为建立橡胶树遗传转化体系,本研究首先筛选了适宜农杆菌侵染的橡胶树受体材料,然后以适宜侵染的花药再生体系为对象,筛选高频体胚发生的橡胶树无性系,再通过对抗生素种类和浓度、农杆菌菌株、共培养温度和共培养时间等影响遗传转化效率因素研究,最终建立以花药愈伤组织为受体的农杆菌介导的橡胶树遗传转化体系。并在此基础上,研究了拟南芥冷诱导基因的转录因子CBF1转化橡胶树优良无性系热研7-33-97。主要研究结果如下:
1.适宜农杆菌侵染的橡胶树外植体筛选
以花药和内珠被愈伤组织为受体研究了适宜农杆菌侵染的橡胶树遗传转化受体,结果表明内珠被愈伤组织在农杆菌侵染后极易褐化,很难恢复生长,因此不适宜作为转化受体。而花药愈伤组织耐侵染,容易抑菌,很快就能恢复生长,因此,花药愈伤组织更适宜作为根癌农杆菌的转化受体。
2.高频体胚发生的橡胶树无性系筛选
对5个生长、产胶等性状良好的橡胶树无性系体胚发生能力进行了研究,结果显示,热研7-33-97、热研6-62具有高的愈伤组织诱导率和体细胞胚胎发生能力且综合性状优良。
3.抑菌和筛选抗生素种类及浓度筛选
500 mg·L-1特泯丁抑制胚性愈伤组织生长但促进体胚发生,而羧苄青霉素、头孢霉素和特泯丁三种抑制农杆菌抗生素均为促进愈伤组织生长但抑制体胚发生。潮霉素、卡那霉素和巴龙霉素三种筛选抗生素均抑制愈伤组织生长和体胚发生,三者抑制能力顺序为潮霉素>卡那霉素>巴龙霉素。故特泯丁可以作为农杆菌介导巴西橡胶树花药愈伤组织遗传转化的抑菌抗生素,500 mg·L-1使用浓度效果较好,卡那霉素作为筛选抗生素,50 mg·L-1使用浓度效果较好。
4.影响遗传转化效率因素的研究
农杆菌菌株、共培养温度和共培养时间等对遗传转化效率具有显著影响,EHA105菌株侵染力最强,共培养温度为22℃和共培养时间为6 d时,GUS瞬时表达率最高。共培养基中添加As无助于橡胶树花药愈伤组织转化效率的提高。
5.转基因植株鉴定及转化体系的建立
2.2万个花药愈伤组织在EHA 105侵染后,通过抗性筛选、GUS染色、PCR、测序、Southern检测及Northern检测,鉴定出11株转基因植株,并检测到目的基因表达,随后通过嫁接和次生体胚发生,获得来自8个转基因株系681株转基因植株,移栽成活253株。
6.转基因植株移栽
以未经增殖直接大田移栽、嫁接到室外砧木和通过次生体胚发生增殖后大田移栽三种方式进行移栽,结果3株未经增殖直接移栽到大田,均未成活;3株通过籽苗芽接进行1轮室外嫁接繁殖,获得5株转基因单株,全部移栽成活;其余5个在胚状体阶段进行3次次生体胚发生增殖后诱导植株再生,最终获得676株转基因单株,移栽成活248株。
7.转基因体系验证
利用上述遗传转化及增殖、移栽体系将拟南芥转录因子CBF1导入橡胶树,获得2株GUS染色、PCR检测、PCR产物测序阳性植株,并通过籽苗芽接和次生体胚发生增殖为44株,移栽成活34株。

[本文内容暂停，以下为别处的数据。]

//! Integration tests for payment reconciliation
//!
//! These tests verify that gateway callbacks settle orders exactly once:
//! membership and quota grants are applied atomically, replays are answered
//! without side effects, and stale or failed callbacks leave state untouched.
//!
//! ## Running Tests
//! ```bash
//! export DATABASE_URL="postgres://..."
//! cargo test --test reconciliation -- --ignored --test-threads=1
//! ```

#![allow(clippy::unwrap_used, clippy::expect_used)]

use std::collections::BTreeMap;

use quillcheck_billing::{
    gateway::sign_params, BillingError, GatewayCallback, OrderService, PaymentReconciler,
    QuotaLedger, ReconciliationResult, TradeStatus,
};
use quillcheck_shared::{
    db, MembershipStatus, Order, PayType, PeriodType, QuotaChangeType, QuotaType,
};
use sqlx::PgPool;
use uuid::Uuid;

const TEST_SECRET: &str = "integration-test-secret";

async fn setup_pool() -> PgPool {
    let database_url =
        std::env::var("DATABASE_URL").expect("DATABASE_URL must be set for integration tests");
    let pool = db::create_pool(&database_url, 5)
        .await
        .expect("Failed to connect to test database");
    db::run_migrations(&pool)
        .await
        .expect("Failed to run migrations");
    pool
}

fn services(pool: &PgPool) -> (OrderService, PaymentReconciler, QuotaLedger) {
    let orders = OrderService::new(pool.clone(), 30);
    let reconciler = PaymentReconciler::new(
        pool.clone(),
        orders.clone(),
        TEST_SECRET.to_string(),
        None,
    );
    let ledger = QuotaLedger::new(pool.clone());
    (orders, reconciler, ledger)
}

/// Insert a monthly test plan and return its id
async fn create_test_plan(pool: &PgPool, detection: i64, rewrite: i64) -> Uuid {
    let plan_id = Uuid::new_v4();
    sqlx::query(
        "INSERT INTO member_plans (id, name, level, period_type, price_cents,
                                   detection_quota, rewrite_quota, active)
         VALUES ($1, $2, 1, $3, 9900, $4, $5, true)",
    )
    .bind(plan_id)
    .bind(format!("test-plan-{}", plan_id))
    .bind(PeriodType::Monthly)
    .bind(detection)
    .bind(rewrite)
    .execute(pool)
    .await
    .expect("Failed to create test plan");
    plan_id
}

async fn create_test_order(pool: &PgPool, orders: &OrderService, plan_id: Uuid) -> Order {
    let plan = sqlx::query_as(
        "SELECT id, name, level, period_type, price_cents, detection_quota,
                rewrite_quota, active, created_at
         FROM member_plans WHERE id = $1",
    )
    .bind(plan_id)
    .fetch_one(pool)
    .await
    .expect("Failed to load test plan");
    orders
        .create(Uuid::new_v4(), &plan, 9900, PayType::Alipay, 1, false)
        .await
        .expect("Failed to create test order")
}

/// A correctly signed SUCCESS callback for the order
fn signed_callback(order: &Order, trade_status: TradeStatus) -> GatewayCallback {
    let mut params = BTreeMap::new();
    params.insert("order_id".to_string(), order.order_no.clone());
    params.insert("trade_no".to_string(), format!("TN-{}", order.order_no));
    params.insert(
        "trade_status".to_string(),
        match trade_status {
            TradeStatus::Success => "SUCCESS".to_string(),
            TradeStatus::Failed => "FAILED".to_string(),
        },
    );
    params.insert("amount".to_string(), order.amount_cents.to_string());
    let sign = sign_params(&params, TEST_SECRET);

    let mut extra = BTreeMap::new();
    extra.insert(
        "amount".to_string(),
        serde_json::Value::String(order.amount_cents.to_string()),
    );
    GatewayCallback {
        order_id: order.order_no.clone(),
        trade_no: format!("TN-{}", order.order_no),
        trade_status,
        sign,
        extra,
    }
}

#[tokio::test]
#[ignore] // Requires database
async fn callback_settles_order_and_replay_is_a_noop() {
    let pool = setup_pool().await;
    let (orders, reconciler, ledger) = services(&pool);
    let plan_id = create_test_plan(&pool, 100, 50).await;
    let order = create_test_order(&pool, &orders, plan_id).await;

    let callback = signed_callback(&order, TradeStatus::Success);
    let result = reconciler
        .handle_callback(&callback)
        .await
        .expect("First callback should settle");
    assert!(matches!(result, ReconciliationResult::Settled { .. }));

    // Replaying the identical callback answers without re-granting
    let replay = reconciler
        .handle_callback(&callback)
        .await
        .expect("Replay should be accepted");
    assert!(matches!(replay, ReconciliationResult::AlreadySettled { .. }));

    // Exactly one RECHARGE record per quota type for this order
    let records = ledger
        .records_for_order(order.id)
        .await
        .expect("Failed to load ledger records");
    assert_eq!(records.len(), 2);
    assert!(records
        .iter()
        .all(|r| r.change_type == QuotaChangeType::Recharge));
    let mut types: Vec<QuotaType> = records.iter().map(|r| r.quota_type).collect();
    types.sort_by_key(|t| t.as_str());
    assert_eq!(types, vec![QuotaType::Detection, QuotaType::Rewrite]);

    // Balances match the plan's per-period quotas
    let detection = ledger
        .balance(order.user_id, QuotaType::Detection)
        .await
        .expect("Failed to read balance")
        .expect("Detection balance should exist");
    assert_eq!(detection.total_quota, 100);
    assert_eq!(detection.used_quota, 0);

    // Membership is live
    let (status,): (MembershipStatus,) =
        sqlx::query_as("SELECT status FROM memberships WHERE user_id = $1")
            .bind(order.user_id)
            .fetch_one(&pool)
            .await
            .expect("Membership should exist");
    assert_eq!(status, MembershipStatus::Normal);
}

#[tokio::test]
#[ignore] // Requires database
async fn failed_callback_leaves_order_pending() {
    let pool = setup_pool().await;
    let (orders, reconciler, ledger) = services(&pool);
    let plan_id = create_test_plan(&pool, 100, 50).await;
    let order = create_test_order(&pool, &orders, plan_id).await;

    let callback = signed_callback(&order, TradeStatus::Failed);
    let result = reconciler
        .handle_callback(&callback)
        .await
        .expect("Failed callback should be recorded");
    assert!(matches!(result, ReconciliationResult::Failed { .. }));

    // Order is still pending and nothing was granted
    let current = orders
        .by_id(order.id)
        .await
        .expect("Failed to load order")
        .expect("Order should exist");
    assert_eq!(current.status, quillcheck_shared::OrderStatus::Pending);
    let records = ledger
        .records_for_order(order.id)
        .await
        .expect("Failed to load ledger records");
    assert!(records.is_empty());

    // A later success for the same order still settles it
    let success = signed_callback(&order, TradeStatus::Success);
    let result = reconciler
        .handle_callback(&success)
        .await
        .expect("Retry after failure should settle");
    assert!(matches!(result, ReconciliationResult::Settled { .. }));
}

#[tokio::test]
#[ignore] // Requires database
async fn callback_past_order_ttl_is_rejected() {
    let pool = setup_pool().await;
    let (orders, reconciler, _ledger) = services(&pool);
    let plan_id = create_test_plan(&pool, 100, 50).await;
    let order = create_test_order(&pool, &orders, plan_id).await;

    // Age the order past its 30-minute TTL
    sqlx::query("UPDATE orders SET expire_time = NOW() - INTERVAL '1 minute' WHERE id = $1")
        .bind(order.id)
        .execute(&pool)
        .await
        .expect("Failed to age order");

    let callback = signed_callback(&order, TradeStatus::Success);
    let err = reconciler
        .handle_callback(&callback)
        .await
        .expect_err("Stale order must not settle");
    assert!(matches!(err, BillingError::OrderExpired(_)));
}

#[tokio::test]
#[ignore] // Requires database
async fn tampered_callback_is_rejected_before_any_write() {
    let pool = setup_pool().await;
    let (orders, reconciler, ledger) = services(&pool);
    let plan_id = create_test_plan(&pool, 100, 50).await;
    let order = create_test_order(&pool, &orders, plan_id).await;

    let mut callback = signed_callback(&order, TradeStatus::Success);
    callback
        .extra
        .insert("amount".to_string(), serde_json::Value::String("1".to_string()));

    let err = reconciler
        .handle_callback(&callback)
        .await
        .expect_err("Tampered callback must be rejected");
    assert!(matches!(err, BillingError::InvalidSignature));

    let records = ledger
        .records_for_order(order.id)
        .await
        .expect("Failed to load ledger records");
    assert!(records.is_empty());
}

#[tokio::test]
#[ignore] // Requires database
async fn manual_completion_converges_with_callback_path() {
    let pool = setup_pool().await;
    let (orders, reconciler, ledger) = services(&pool);
    let plan_id = create_test_plan(&pool, 100, 50).await;
    let order = create_test_order(&pool, &orders, plan_id).await;

    let result = reconciler
        .complete_payment(order.id)
        .await
        .expect("Manual completion should settle");
    assert!(matches!(result, ReconciliationResult::Settled { .. }));

    // A gateway callback arriving afterwards is a replay
    let callback = signed_callback(&order, TradeStatus::Success);
    let replay = reconciler
        .handle_callback(&callback)
        .await
        .expect("Replay should be accepted");
    assert!(matches!(replay, ReconciliationResult::AlreadySettled { .. }));

    let records = ledger
        .records_for_order(order.id)
        .await
        .expect("Failed to load ledger records");
    assert_eq!(records.len(), 2);
}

Natural rubber performes better at elasticity, ductibility, and heat transfer properties than synthetic rubber. Rubber tree (Hevea brasiliensis Muell. Arg) is the most important source of natural rubber. Rubber tree is a perennial woody plant, developping a new Hevea variety by crossing method will take 20-30 years, but genetic transformation provides an effective alternative for shortening breeding cycle. The rubber tree planting area in China is located in the north edge of tropical area, cold damage brought great loss to the rubber production. Therefore,improving the cold resistant ability of elite clones by genetic engineering is very important. CBF1 transcriptional factor could induce the expression of several cold-resistant genes, which improved cold resistant ability of transgenic plant much more than only one functional gene transformation.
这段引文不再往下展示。